■ GIVEN INFORMATION
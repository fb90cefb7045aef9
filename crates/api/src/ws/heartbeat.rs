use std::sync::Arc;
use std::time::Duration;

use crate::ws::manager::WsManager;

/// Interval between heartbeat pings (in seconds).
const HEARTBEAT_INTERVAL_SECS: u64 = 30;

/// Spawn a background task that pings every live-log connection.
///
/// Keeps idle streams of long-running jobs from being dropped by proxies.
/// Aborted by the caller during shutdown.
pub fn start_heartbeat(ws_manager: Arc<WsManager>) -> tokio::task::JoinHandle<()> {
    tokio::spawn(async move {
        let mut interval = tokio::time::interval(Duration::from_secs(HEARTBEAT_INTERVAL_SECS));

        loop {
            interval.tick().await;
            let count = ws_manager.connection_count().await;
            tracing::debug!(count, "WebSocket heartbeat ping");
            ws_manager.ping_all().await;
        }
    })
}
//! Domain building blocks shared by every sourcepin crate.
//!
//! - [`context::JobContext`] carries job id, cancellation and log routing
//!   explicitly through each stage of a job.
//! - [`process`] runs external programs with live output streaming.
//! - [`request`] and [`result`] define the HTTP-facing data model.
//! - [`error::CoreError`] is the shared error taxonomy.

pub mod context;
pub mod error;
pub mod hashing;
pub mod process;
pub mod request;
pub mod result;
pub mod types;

---

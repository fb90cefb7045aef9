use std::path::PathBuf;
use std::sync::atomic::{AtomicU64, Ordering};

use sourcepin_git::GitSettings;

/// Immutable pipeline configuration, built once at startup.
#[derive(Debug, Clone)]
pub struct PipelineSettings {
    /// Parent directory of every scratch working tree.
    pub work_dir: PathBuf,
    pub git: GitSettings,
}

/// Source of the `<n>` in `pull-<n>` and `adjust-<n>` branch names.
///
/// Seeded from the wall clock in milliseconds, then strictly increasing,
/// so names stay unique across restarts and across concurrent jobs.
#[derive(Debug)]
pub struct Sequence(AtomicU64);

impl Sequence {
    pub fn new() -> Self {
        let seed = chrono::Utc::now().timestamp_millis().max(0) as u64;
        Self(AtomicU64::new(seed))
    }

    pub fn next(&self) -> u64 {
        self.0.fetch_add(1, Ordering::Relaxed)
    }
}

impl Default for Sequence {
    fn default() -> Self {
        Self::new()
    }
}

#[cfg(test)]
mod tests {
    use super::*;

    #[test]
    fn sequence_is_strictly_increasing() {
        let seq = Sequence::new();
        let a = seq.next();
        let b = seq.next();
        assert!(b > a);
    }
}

...

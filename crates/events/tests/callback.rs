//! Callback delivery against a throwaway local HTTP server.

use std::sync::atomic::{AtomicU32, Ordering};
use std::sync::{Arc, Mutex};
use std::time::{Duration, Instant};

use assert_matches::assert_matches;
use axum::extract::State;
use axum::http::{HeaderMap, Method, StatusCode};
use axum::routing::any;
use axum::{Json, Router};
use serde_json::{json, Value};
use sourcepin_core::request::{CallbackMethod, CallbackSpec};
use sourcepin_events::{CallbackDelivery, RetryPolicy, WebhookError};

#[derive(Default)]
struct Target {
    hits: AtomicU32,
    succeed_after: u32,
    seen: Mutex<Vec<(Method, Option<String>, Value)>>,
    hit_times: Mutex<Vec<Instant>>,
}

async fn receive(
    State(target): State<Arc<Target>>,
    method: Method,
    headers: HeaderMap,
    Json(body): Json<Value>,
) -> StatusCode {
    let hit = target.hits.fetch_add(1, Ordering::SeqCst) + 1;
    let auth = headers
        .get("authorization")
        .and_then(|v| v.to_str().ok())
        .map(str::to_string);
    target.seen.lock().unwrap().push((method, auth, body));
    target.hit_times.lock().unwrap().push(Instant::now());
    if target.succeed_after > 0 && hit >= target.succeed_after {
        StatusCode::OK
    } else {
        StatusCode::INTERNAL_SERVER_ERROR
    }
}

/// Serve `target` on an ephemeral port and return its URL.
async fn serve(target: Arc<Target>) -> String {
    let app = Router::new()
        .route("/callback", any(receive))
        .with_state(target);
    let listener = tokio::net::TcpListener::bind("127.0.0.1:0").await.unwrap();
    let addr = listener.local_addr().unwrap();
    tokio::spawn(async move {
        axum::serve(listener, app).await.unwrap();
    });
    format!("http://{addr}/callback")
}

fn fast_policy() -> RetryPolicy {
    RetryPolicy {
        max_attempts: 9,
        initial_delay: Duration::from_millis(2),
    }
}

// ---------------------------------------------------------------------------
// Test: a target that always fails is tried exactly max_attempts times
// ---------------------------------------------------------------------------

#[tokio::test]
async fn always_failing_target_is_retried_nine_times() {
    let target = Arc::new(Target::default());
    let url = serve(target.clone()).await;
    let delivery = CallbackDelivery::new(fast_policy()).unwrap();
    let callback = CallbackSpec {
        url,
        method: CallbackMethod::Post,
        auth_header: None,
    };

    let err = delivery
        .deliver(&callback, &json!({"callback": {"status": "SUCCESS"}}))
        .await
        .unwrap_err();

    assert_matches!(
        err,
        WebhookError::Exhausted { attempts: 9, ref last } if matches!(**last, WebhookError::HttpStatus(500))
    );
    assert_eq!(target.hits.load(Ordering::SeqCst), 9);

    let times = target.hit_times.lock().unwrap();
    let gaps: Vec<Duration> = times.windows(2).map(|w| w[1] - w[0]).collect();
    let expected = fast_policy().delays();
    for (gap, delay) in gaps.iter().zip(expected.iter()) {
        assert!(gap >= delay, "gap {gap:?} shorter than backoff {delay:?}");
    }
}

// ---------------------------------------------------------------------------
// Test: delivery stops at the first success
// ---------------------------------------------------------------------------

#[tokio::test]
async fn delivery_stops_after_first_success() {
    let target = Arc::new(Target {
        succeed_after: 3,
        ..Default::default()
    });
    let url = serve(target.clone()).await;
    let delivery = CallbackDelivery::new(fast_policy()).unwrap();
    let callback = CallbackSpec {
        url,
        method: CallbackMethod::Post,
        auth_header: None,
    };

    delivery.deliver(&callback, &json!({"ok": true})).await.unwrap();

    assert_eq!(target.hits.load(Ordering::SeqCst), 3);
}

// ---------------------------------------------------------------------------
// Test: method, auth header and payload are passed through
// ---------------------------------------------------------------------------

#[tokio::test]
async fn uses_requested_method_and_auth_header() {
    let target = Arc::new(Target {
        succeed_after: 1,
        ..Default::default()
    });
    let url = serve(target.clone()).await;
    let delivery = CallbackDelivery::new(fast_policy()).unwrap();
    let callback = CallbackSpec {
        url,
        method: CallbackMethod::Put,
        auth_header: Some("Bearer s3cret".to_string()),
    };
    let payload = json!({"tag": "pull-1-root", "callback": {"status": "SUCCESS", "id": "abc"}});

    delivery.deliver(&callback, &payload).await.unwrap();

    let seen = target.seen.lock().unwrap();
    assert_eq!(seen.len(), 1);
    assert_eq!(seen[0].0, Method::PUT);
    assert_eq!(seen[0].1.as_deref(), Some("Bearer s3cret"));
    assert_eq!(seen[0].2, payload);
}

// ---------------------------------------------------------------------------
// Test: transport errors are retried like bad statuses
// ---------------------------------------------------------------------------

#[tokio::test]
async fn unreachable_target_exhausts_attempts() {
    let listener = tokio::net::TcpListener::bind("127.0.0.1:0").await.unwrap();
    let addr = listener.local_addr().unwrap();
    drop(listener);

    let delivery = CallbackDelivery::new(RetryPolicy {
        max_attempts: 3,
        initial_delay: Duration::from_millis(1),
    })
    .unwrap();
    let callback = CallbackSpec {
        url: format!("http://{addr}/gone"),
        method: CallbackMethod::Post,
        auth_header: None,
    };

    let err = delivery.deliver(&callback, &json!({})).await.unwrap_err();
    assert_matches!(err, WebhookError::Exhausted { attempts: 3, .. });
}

■ WORK ORDER
Throughout the records above, find the lines in which the word "headers" appears and return them.

■ TASK OUTPUT
    headers: HeaderMap,
    let auth = headers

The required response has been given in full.